At least 152 Iraqis dead in bombings

Coordinated attack on Shiites is bloodiest in Baghdad

November 24, 2006|By Louise Roug | Louise Roug,Los Angeles Times

BAGHDAD, Iraq -- A series of fiery suicide bombings killed at least 152 people and wounded 236 in the biggest single attack on Shiite Muslims in Baghdad since the 2003 U.S.-led invasion.

The explosions yesterday in Sadr City followed a highly coordinated militant assault on the Shiite-controlled Health Ministry complex and were met with almost immediate reprisal attacks in Sunni Arab neighborhoods that killed at least nine others.

Separate bombings and shootings killed 18 people in and around the capital, marking one of the bloodiest days in Iraq's sectarian war.

The sound of mortars and gunfire echoed throughout the night in the capital, where an open-ended curfew was put in place. The government closed the airport, and top clerics and political leaders appealed for calm.

Starting at 3 p.m., three suicide bombers blew up their cars at 15-minute intervals, incinerating commuters in cars and buses, shredding market stalls and streaking streets with blood, witnesses and police said. Bodies, some on fire, lay in the dust.

A couple of inches - and luck - separated life and death on that afternoon.

Saif Murtadha, 17, a falafel seller, was shielded from shrapnel by a car and escaped unscathed. A man standing near his cart was wounded by shrapnel, Murthadha said.

Wedding photographer Ali Hadid, 30, watched through the lens of his video camera as one of the bombs tore through a crowd of revelers, turning the nuptial celebration into a scene of death and despair. Hadid lost six friends in the bombing, he said.

Witnesses said the first bomb went off near a traffic control point and ignited a fuel truck that set off a chain-reaction as nearby cars erupted in flames.

"I felt it in my body more than in my ears," said Saad Umran, a 45-year-old grocery shop owner. "Many, many people died. The only thing we could do was cover the dead bodies with blankets."

Fifteen minutes later, he heard the second car bomb explode, less than a mile away. There, standing at a takeout restaurant, Naeem Jassim, 34, watched in horror as the explosion torched the flesh of bystanders, turning cars into burning wrecks. "Police and medics were in shock," he said. "They were looking at the dead people. They didn't know what to do or where to start."

At 3:35 p.m., the third explosion killed Shiites who had sought refuge from the civil war in a temporary housing complex.

After the third bombing, police sealed off entrances to Sadr City, and a fourth car bomb blew up outside its gates. A fifth apparently failed to detonate and was defused by authorities.

Doctors were overwhelmed by the carnage. At a local hospital, dozens of injured victims lay on the bloody floors, unattended. As space ran out in the hospital's morgue, workers loaded bodies into refrigerated trucks normally used to transport food.

At the Imam Ali hospital in Sadr City, at least 20 relatives and friends mourned the death of a Hussam Jassim, a 17-year-old grocery clerk.
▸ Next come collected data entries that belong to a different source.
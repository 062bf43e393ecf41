//! Air hockey rink and scoreboard.

use super::{section, stat_line, titled_block};
use crate::app::HockeyMatch;
use crate::env::air_hockey::{goal_posts, HEIGHT, MAX_STEPS, WIDTH};
use crate::state::{MatchPhase, PlaybackState};
use crate::theme;
use ratatui::{
    layout::{Constraint, Flex, Layout, Rect},
    style::{Modifier, Style},
    symbols::Marker,
    text::{Line, Span},
    widgets::{
        canvas::{Canvas, Circle, Line as CanvasLine},
        Block, Paragraph,
    },
    Frame,
};

/// Largest rink that keeps the table's proportions inside `area`.
///
/// Terminal cells are roughly twice as tall as they are wide.
#[allow(
    clippy::cast_possible_truncation,
    clippy::cast_sign_loss,
    clippy::cast_precision_loss
)]
fn rink_area(area: Rect) -> Rect {
    let avail_w = f64::from(area.width.saturating_sub(2));
    let avail_h = f64::from(area.height.saturating_sub(2));
    let cells_per_row = 2.0 * WIDTH / HEIGHT;
    let rows = avail_h.min(avail_w / cells_per_row).floor();
    let cols = (rows * cells_per_row).round();

    let width = (cols as u16).saturating_add(2).min(area.width);
    let height = (rows as u16).saturating_add(2).min(area.height);
    let [area] = Layout::vertical([Constraint::Length(height)])
        .flex(Flex::Center)
        .areas(area);
    let [area] = Layout::horizontal([Constraint::Length(width)])
        .flex(Flex::Center)
        .areas(area);
    area
}

/// Draws the match and returns the playfield's screen area.
pub fn render(
    frame: &mut Frame,
    game: &HockeyMatch,
    area: Rect,
    panel: Rect,
    playback: PlaybackState,
) -> Rect {
    let env = game.env();
    let ball = env.ball();
    let ai = env.agent_paddle();
    let player = env.opponent_paddle();
    let (left_post, right_post) = goal_posts();
    // Rink y grows downwards, canvas y grows upwards.
    let flip = |y: f64| HEIGHT - y;

    let rink = rink_area(area);
    let block = Block::bordered().border_style(Style::default().fg(theme::BORDER_FOCUSED));
    let playfield = block.inner(rink);

    let canvas = Canvas::default()
        .block(block)
        .marker(Marker::Braille)
        .x_bounds([0.0, WIDTH])
        .y_bounds([0.0, HEIGHT])
        .paint(|ctx| {
            ctx.draw(&CanvasLine::new(
                0.0,
                HEIGHT / 2.0,
                WIDTH,
                HEIGHT / 2.0,
                theme::RINK_CENTRE,
            ));
            ctx.draw(&Circle {
                x: WIDTH / 2.0,
                y: HEIGHT / 2.0,
                radius: 50.0,
                color: theme::RINK_LINE,
            });
            for y in [0.0, HEIGHT] {
                ctx.draw(&CanvasLine::new(left_post, y, right_post, y, theme::GOAL_MOUTH));
            }
            ctx.layer();

            for (disc, color) in [(ai, theme::AI_PADDLE), (player, theme::PLAYER_PADDLE)] {
                for scale in [1.0, 0.6, 0.25] {
                    ctx.draw(&Circle {
                        x: disc.position.x,
                        y: flip(disc.position.y),
                        radius: disc.radius * scale,
                        color,
                    });
                }
            }
            for scale in [1.0, 0.5] {
                ctx.draw(&Circle {
                    x: ball.position.x,
                    y: flip(ball.position.y),
                    radius: ball.radius * scale,
                    color: theme::BALL,
                });
            }
        });
    frame.render_widget(canvas, rink);

    render_panel(frame, game, panel, playback);
    playfield
}

fn render_panel(frame: &mut Frame, game: &HockeyMatch, area: Rect, playback: PlaybackState) {
    let score = game.score();
    let env = game.env();

    let status = match game.phase() {
        _ if playback.is_paused() => Span::styled(
            "PAUSED",
            Style::default()
                .fg(theme::WARNING)
                .add_modifier(Modifier::BOLD),
        ),
        MatchPhase::Playing => Span::styled("playing", Style::default().fg(theme::SUCCESS)),
        MatchPhase::Celebrating { .. } => Span::styled(
            "GOAL!",
            Style::default()
                .fg(theme::FLAG)
                .add_modifier(Modifier::BOLD),
        ),
    };

    let lines = vec![
        section("Score"),
        Line::from(vec![
            Span::styled(" YOU ", Style::default().fg(theme::PLAYER_PADDLE)),
            Span::styled(
                format!("{:>3} : {:<3}", score.player, score.ai),
                Style::default()
                    .fg(theme::TEXT_PRIMARY)
                    .add_modifier(Modifier::BOLD),
            ),
            Span::styled(" AI", Style::default().fg(theme::AI_PADDLE)),
        ]),
        stat_line("Draws", score.draws.to_string()),
        Line::default(),
        section("Match"),
        Line::from(vec![
            Span::styled(
                format!(" {:<10}", "Status"),
                Style::default().fg(theme::TEXT_SECONDARY),
            ),
            status,
        ]),
        stat_line("Step", format!("{} / {MAX_STEPS}", env.steps())),
        stat_line("Ball", format!("{:.0} px/s", env.ball().velocity.length())),
        Line::default(),
        section("You"),
        stat_line("Paddle", "bottom"),
        stat_line("Attack", "top goal"),
    ];

    frame.render_widget(Paragraph::new(lines).block(titled_block("Air Hockey")), area);
}
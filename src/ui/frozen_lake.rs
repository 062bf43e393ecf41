//! Frozen lake replay view.

use super::{centered_rect, replay_header, replay_results, section, stat_line, titled_block};
use crate::app::LakeReplay;
use crate::constants::ENV_FROZEN_LAKE;
use crate::env::frozen_lake::{LakeMap, Tile};
use crate::state::{PlaybackSpeed, PlaybackState};
use crate::theme;
use ratatui::{
    layout::Rect,
    style::{Modifier, Style},
    text::{Line, Span},
    widgets::{Block, Paragraph},
    Frame,
};

/// Cell size in terminal columns and rows, largest first.
const CELL_SIZES: [(u16, u16); 2] = [(5, 2), (3, 1)];

fn tile_style(tile: Tile) -> (&'static str, Style) {
    match tile {
        Tile::Start => ("S", Style::default().fg(theme::TEXT_SECONDARY).bg(theme::START_BG)),
        Tile::Frozen => ("·", Style::default().fg(theme::NORD_FROST_2).bg(theme::ICE_BG)),
        Tile::Hole => ("H", Style::default().fg(theme::NORD_POLAR_NIGHT_4).bg(theme::HOLE_BG)),
        Tile::Goal => (
            "G",
            Style::default()
                .fg(theme::FLAG)
                .bg(theme::GOAL_BG)
                .add_modifier(Modifier::BOLD),
        ),
    }
}

/// Picks the biggest cell that lets the whole lake fit in `area`.
fn cell_size(map: &LakeMap, area: Rect) -> (u16, u16) {
    let cols = u16::try_from(map.cols()).unwrap_or(u16::MAX);
    let rows = u16::try_from(map.rows()).unwrap_or(u16::MAX);
    CELL_SIZES
        .into_iter()
        .find(|(w, h)| {
            cols.saturating_mul(*w).saturating_add(2) <= area.width
                && rows.saturating_mul(*h).saturating_add(2) <= area.height
        })
        .unwrap_or((1, 1))
}

fn grid_lines(map: &LakeMap, agent: usize, cell: (u16, u16)) -> Vec<Line<'static>> {
    let (width, height) = (usize::from(cell.0), usize::from(cell.1));
    let pad = " ".repeat(width / 2);
    let blank = " ".repeat(width);
    let mut lines = Vec::with_capacity(map.rows() * height);

    for row in 0..map.rows() {
        for sub in 0..height {
            let spans: Vec<Span<'static>> = (0..map.cols())
                .map(|col| {
                    let state = row * map.cols() + col;
                    let (glyph, style) = tile_style(map.tile(state));
                    if sub + 1 < height {
                        return Span::styled(blank.clone(), style);
                    }
                    if state == agent {
                        let style = style.fg(theme::AGENT).add_modifier(Modifier::BOLD);
                        Span::styled(format!("{pad}@{pad}"), style)
                    } else {
                        Span::styled(format!("{pad}{glyph}{pad}"), style)
                    }
                })
                .collect();
            lines.push(Line::from(spans));
        }
    }
    lines
}

pub fn render(
    frame: &mut Frame,
    replay: &LakeReplay,
    area: Rect,
    panel: Rect,
    playback: (PlaybackState, PlaybackSpeed),
) {
    let env = replay.env();
    let map = env.map();

    let outer = titled_block(ENV_FROZEN_LAKE);
    let inner = outer.inner(area);
    frame.render_widget(outer, area);

    let cell = cell_size(map, inner);
    let cols = u16::try_from(map.cols()).unwrap_or(u16::MAX);
    let rows = u16::try_from(map.rows()).unwrap_or(u16::MAX);
    let grid_area = centered_rect(
        cols.saturating_mul(cell.0).saturating_add(2),
        rows.saturating_mul(cell.1).saturating_add(2),
        inner,
    );
    let grid = Paragraph::new(grid_lines(map, env.position(), cell)).block(
        Block::bordered().border_style(Style::default().fg(theme::BORDER_FOCUSED)),
    );
    frame.render_widget(grid, grid_area);

    let mut lines = replay_header(replay, playback);
    lines.push(Line::default());
    lines.push(section("Lake"));
    lines.push(stat_line(
        "Map",
        format!(
            "{}x{} {}",
            map.rows(),
            map.cols(),
            if env.is_slippery() { "slippery" } else { "still" }
        ),
    ));
    lines.push(stat_line(
        "Chosen",
        replay
            .last_action()
            .map_or_else(|| "-".to_string(), |m| m.arrow().to_string()),
    ));
    let taken = env.last_move().map_or('-', |m| m.arrow());
    let (label, color) = if replay.slipped() {
        (format!("{taken} slipped"), theme::SLIP)
    } else {
        (taken.to_string(), theme::TEXT_PRIMARY)
    };
    lines.push(Line::from(vec![
        Span::styled(
            format!(" {:<10}", "Taken"),
            Style::default().fg(theme::TEXT_SECONDARY),
        ),
        Span::styled(label, Style::default().fg(color)),
    ]));
    lines.extend(replay_results(replay));

    frame.render_widget(Paragraph::new(lines).block(titled_block("Replay")), panel);
}

#[cfg(test)]
mod tests {
    use super::*;

    fn lake() -> LakeMap {
        LakeMap::from_layout("SFFF/FHFH/FFFH/HFFG").unwrap()
    }

    #[test]
    fn test_cell_size_shrinks_to_fit() {
        let map = lake();
        assert_eq!(cell_size(&map, Rect::new(0, 0, 40, 20)), (5, 2));
        assert_eq!(cell_size(&map, Rect::new(0, 0, 16, 8)), (3, 1));
        assert_eq!(cell_size(&map, Rect::new(0, 0, 4, 4)), (1, 1));
    }

    #[test]
    fn test_grid_marks_agent() {
        let lines = grid_lines(&lake(), 5, (3, 1));
        assert_eq!(lines.len(), 4);
        let second: String = lines[1].spans.iter().map(|s| s.content.as_ref()).collect();
        assert_eq!(second, " ·  @  ·  H ");
    }

    #[test]
    fn test_tall_cells_repeat_rows() {
        let lines = grid_lines(&lake(), 0, (5, 2));
        assert_eq!(lines.len(), 8);
        let first: String = lines[0].spans.iter().map(|s| s.content.as_ref()).collect();
        assert_eq!(first.trim(), "");
    }
}
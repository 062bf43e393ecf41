//! Interactive viewer.
//!
//! Owns the scene being shown (a mountain car or frozen lake replay, or a
//! live air hockey match), reacts to terminal events and advances the
//! simulation on every tick.

pub mod air_hockey;
pub mod frozen_lake;
pub mod mountain_car;
pub mod replay;

use crate::event::{Event, EventHandler};
use crate::state::{PlaybackSpeed, PlaybackState, Toast};
use crate::ui;
use color_eyre::Result;
use crossterm::event::{
    DisableMouseCapture, EnableMouseCapture, KeyCode, KeyEvent, MouseEvent, MouseEventKind,
};
use rand::rngs::StdRng;
use ratatui::layout::Rect;
use ratatui::DefaultTerminal;
use std::time::Instant;

pub use air_hockey::HockeyMatch;
pub use frozen_lake::LakeReplay;
pub use mountain_car::CarReplay;

/// What the viewer is showing.
pub enum Scene {
    MountainCar(CarReplay),
    FrozenLake(LakeReplay),
    AirHockey(HockeyMatch),
}

impl Scene {
    fn tick_rate_ms(&self) -> u64 {
        match self {
            Scene::MountainCar(_) => crate::constants::MOUNTAIN_CAR_TICK_MS,
            Scene::FrozenLake(_) => crate::constants::FROZEN_LAKE_TICK_MS,
            Scene::AirHockey(_) => crate::constants::AIR_HOCKEY_TICK_MS,
        }
    }

    /// Advances the scene by one step, returning a message to show.
    fn advance(&mut self, now: Instant, rng: &mut StdRng) -> Option<Toast> {
        match self {
            Scene::MountainCar(replay) => replay.advance(now, rng),
            Scene::FrozenLake(replay) => replay.advance(now, rng),
            Scene::AirHockey(game) => game.advance(now, rng),
        }
    }
}

/// Application state.
pub struct App {
    pub scene: Scene,
    pub toast: Option<Toast>,
    pub playback: PlaybackState,
    pub speed: PlaybackSpeed,
    /// Screen area of the last drawn playfield, for mouse mapping.
    pub playfield: Rect,
    running: bool,
    ticks: u64,
    rng: StdRng,
}

impl App {
    pub fn new(scene: Scene, rng: StdRng) -> Self {
        Self {
            scene,
            toast: None,
            playback: PlaybackState::default(),
            speed: PlaybackSpeed::default(),
            playfield: Rect::default(),
            running: true,
            ticks: 0,
            rng,
        }
    }

    /// Takes over the terminal until the user quits.
    ///
    /// # Errors
    ///
    /// Returns an error if drawing or event delivery fails. The terminal is
    /// restored either way.
    pub fn run(mut self) -> Result<()> {
        let mut terminal = ratatui::init();
        crossterm::execute!(std::io::stdout(), EnableMouseCapture)?;

        let result = self.event_loop(&mut terminal);

        if let Err(e) = crossterm::execute!(std::io::stdout(), DisableMouseCapture) {
            tracing::warn!(error = %e, "failed to release mouse capture");
        }
        ratatui::restore();
        result
    }

    fn event_loop(&mut self, terminal: &mut DefaultTerminal) -> Result<()> {
        let events = EventHandler::new(self.scene.tick_rate_ms());
        tracing::info!(tick_ms = self.scene.tick_rate_ms(), "viewer started");

        while self.running {
            terminal.draw(|frame| ui::render(frame, self))?;
            match events.next()? {
                Event::Tick => self.on_tick(Instant::now()),
                Event::Key(key) => self.on_key(key),
                Event::Mouse(mouse) => self.on_mouse(mouse),
                Event::Resize(_, _) => {}
            }
        }

        tracing::info!(ticks = self.ticks, "viewer closed");
        Ok(())
    }

    pub fn is_running(&self) -> bool {
        self.running
    }

    pub fn on_tick(&mut self, now: Instant) {
        self.ticks += 1;
        if self.toast.as_ref().is_some_and(|t| t.is_expired(now)) {
            self.toast = None;
        }
        if self.playback.is_paused() {
            return;
        }

        let steps = match self.scene {
            Scene::AirHockey(_) => 1,
            _ => self.speed.steps_for_tick(self.ticks),
        };
        for _ in 0..steps {
            if let Some(toast) = self.scene.advance(now, &mut self.rng) {
                self.toast = Some(toast);
                break;
            }
        }
    }

    pub fn on_key(&mut self, key: KeyEvent) {
        match key.code {
            KeyCode::Char('q') | KeyCode::Esc => self.running = false,
            KeyCode::Char('p') | KeyCode::Char(' ') => self.playback = self.playback.toggled(),
            KeyCode::Char('s') if !matches!(self.scene, Scene::AirHockey(_)) => {
                self.speed = self.speed.next();
            }
            code => {
                if let Scene::AirHockey(game) = &mut self.scene {
                    game.on_key(code, &mut self.rng);
                }
            }
        }
    }

    pub fn on_mouse(&mut self, mouse: MouseEvent) {
        let Scene::AirHockey(game) = &mut self.scene else {
            return;
        };
        if !matches!(
            mouse.kind,
            MouseEventKind::Moved | MouseEventKind::Drag(_) | MouseEventKind::Down(_)
        ) {
            return;
        }
        if let Some((x, y)) = air_hockey::screen_to_rink(self.playfield, mouse.column, mouse.row) {
            game.point_at(x, y);
        }
    }
}

#[cfg(test)]
mod tests {
    use super::*;
    use crate::agent::discretize::LakeEncoder;
    use crate::agent::QTable;
    use crate::env::frozen_lake::{FrozenLake, LakeMap};
    use crossterm::event::KeyModifiers;
    use rand::SeedableRng;

    fn lake_app() -> App {
        let mut rng = StdRng::seed_from_u64(0);
        let map = LakeMap::from_layout("SFFF/FHFH/FFFH/HFFG").unwrap();
        let replay = LakeReplay::new(
            FrozenLake::new(map, false),
            LakeEncoder { tiles: 16 },
            QTable::new(16, 4),
            1,
            &mut rng,
        );
        App::new(Scene::FrozenLake(replay), rng)
    }

    #[test]
    fn test_quit_keys() {
        let mut app = lake_app();
        app.on_key(KeyEvent::new(KeyCode::Char('q'), KeyModifiers::NONE));
        assert!(!app.is_running());

        let mut app = lake_app();
        app.on_key(KeyEvent::new(KeyCode::Esc, KeyModifiers::NONE));
        assert!(!app.is_running());
    }

    #[test]
    fn test_pause_stops_ticks() {
        let mut app = lake_app();
        app.on_key(KeyEvent::new(KeyCode::Char('p'), KeyModifiers::NONE));
        assert!(app.playback.is_paused());
        app.on_tick(Instant::now());
        let Scene::FrozenLake(replay) = &app.scene else {
            unreachable!()
        };
        assert_eq!(replay.steps(), 0);
    }

    #[test]
    fn test_speed_key_cycles() {
        let mut app = lake_app();
        app.on_key(KeyEvent::new(KeyCode::Char('s'), KeyModifiers::NONE));
        assert_eq!(app.speed, PlaybackSpeed::Fast);
    }

    #[test]
    fn test_untrained_lake_agent_times_out_with_toast() {
        let mut app = lake_app();
        // Greedy on a zero table moves left forever and never ends early.
        let now = Instant::now();
        for _ in 0..200 {
            app.on_tick(now);
        }
        assert!(app.toast.is_some());
        let Scene::FrozenLake(replay) = &app.scene else {
            unreachable!()
        };
        assert!(replay.is_finished());
    }
}
//! The classic mountain car task.
//!
//! An underpowered car sits in a valley and must rock back and forth to build
//! enough momentum to reach the flag on the right hill.

use super::{DiscreteAction, Environment, Step};
use rand::Rng;

pub const MIN_POSITION: f64 = -1.2;
pub const MAX_POSITION: f64 = 0.6;
pub const MAX_SPEED: f64 = 0.07;
pub const GOAL_POSITION: f64 = 0.5;
const GOAL_VELOCITY: f64 = 0.0;

const FORCE: f64 = 0.001;
const GRAVITY: f64 = 0.0025;

/// Gymnasium's time limit for this task.
pub const DEFAULT_MAX_STEPS: usize = 200;

/// Car position and velocity.
#[derive(Debug, Clone, Copy, Default, PartialEq)]
pub struct CarState {
    pub position: f64,
    pub velocity: f64,
}

/// Push applied to the car.
#[derive(Debug, Clone, Copy, PartialEq, Eq)]
pub enum Push {
    Left,
    None,
    Right,
}

impl Push {
    /// Direction of the applied force.
    fn direction(self) -> f64 {
        match self {
            Push::Left => -1.0,
            Push::None => 0.0,
            Push::Right => 1.0,
        }
    }
}

impl std::fmt::Display for Push {
    fn fmt(&self, f: &mut std::fmt::Formatter<'_>) -> std::fmt::Result {
        match self {
            Push::Left => write!(f, "◀ push left"),
            Push::None => write!(f, "· coast"),
            Push::Right => write!(f, "push right ▶"),
        }
    }
}

impl DiscreteAction for Push {
    const COUNT: usize = 3;

    fn index(self) -> usize {
        match self {
            Push::Left => 0,
            Push::None => 1,
            Push::Right => 2,
        }
    }

    fn from_index(index: usize) -> Self {
        match index % Self::COUNT {
            0 => Push::Left,
            1 => Push::None,
            _ => Push::Right,
        }
    }
}

/// Height of the track at `position`, used for drawing.
pub fn height(position: f64) -> f64 {
    (3.0 * position).sin() * 0.45 + 0.55
}

#[derive(Debug, Clone)]
pub struct MountainCar {
    state: CarState,
    steps: usize,
    max_steps: usize,
}

impl Default for MountainCar {
    fn default() -> Self {
        Self::new(DEFAULT_MAX_STEPS)
    }
}

impl MountainCar {
    pub fn new(max_steps: usize) -> Self {
        Self {
            state: CarState::default(),
            steps: 0,
            max_steps,
        }
    }

    pub fn state(&self) -> CarState {
        self.state
    }

    pub fn steps(&self) -> usize {
        self.steps
    }

    #[cfg(test)]
    pub(crate) fn set_state(&mut self, state: CarState) {
        self.state = state;
    }
}

impl Environment for MountainCar {
    type Observation = CarState;
    type Action = Push;

    fn reset<R: Rng>(&mut self, rng: &mut R) -> CarState {
        self.state = CarState {
            position: rng.random_range(-0.6..-0.4),
            velocity: 0.0,
        };
        self.steps = 0;
        self.state
    }

    fn step<R: Rng>(&mut self, action: Push, _rng: &mut R) -> Step<CarState> {
        let CarState {
            mut position,
            mut velocity,
        } = self.state;

        velocity += action.direction() * FORCE + (3.0 * position).cos() * (-GRAVITY);
        velocity = velocity.clamp(-MAX_SPEED, MAX_SPEED);
        position += velocity;
        position = position.clamp(MIN_POSITION, MAX_POSITION);
        // Inelastic left wall.
        if position <= MIN_POSITION && velocity < 0.0 {
            velocity = 0.0;
        }

        self.state = CarState { position, velocity };
        self.steps += 1;

        let terminated = position >= GOAL_POSITION && velocity >= GOAL_VELOCITY;

        Step {
            observation: self.state,
            reward: -1.0,
            terminated,
            truncated: !terminated && self.steps >= self.max_steps,
        }
    }
}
"He was always making me laugh," said his cousin, Ali Khali. "I can't believe he is dead."

After the bombings, a couple of bystanders pulled a charred corpse from a smoldering bus as angry young men held their handguns and AK47s high, vowing revenge. Others, standing among smoking car wrecks, cursed American forces and the Iraqi government, saying they failed to provide security. Some had harsh words for the Sunnis.

"They are killing us to secure their chairs," one man yelled, referring to the Sunnis' bid for political power. "May Allah curse the Sunnis and Adnan Dulaimi," another said, referring to a leading Sunni politician.

Even Iraqis hardened by the relentless violence feared the scale of yesterday's attacks marked a turning point, much as the bombing of a Shiite mosque in Samarra earlier this year sparked rounds of sectarian killing.

"This is a huge escalation and a bad omen," said Jamal Samarra, a Sunni professor of political science at Mustansiriya University. "The situation provokes anxiety and fear. One must be careful, careful, careful."

The Iraqi Islamic Party, the biggest Sunni political party, said that after the Sadr City attacks, 17 mortars hit Sunni neighborhoods, two of them tearing a hole in the dome of Abu Hanifa mosque. It was unclear whether anyone was killed in those attacks. The Associated Press reported that mortar barrages in west Baghdad killed nine and wounded 21.

Appearing on national TV after the bombings, Prime Minister Nouri al-Maliki said he blamed politicians for provoking civil war: "We condemn these sectarian practices which aim to fragment the unity of the nation."

President Jalal Talabani, a Kurd, appeared on TV together with Sunni Vice President Tariq Hashimi and Abdulaziz Hakim, the leader of the largest Shiite bloc in parliament. "We appeal to everybody to show self-restraint," Hashimi read from a joint statement. Shiite clerics Ali Sistani and Muqtada al-Sadr, meanwhile, urged followers not to retaliate.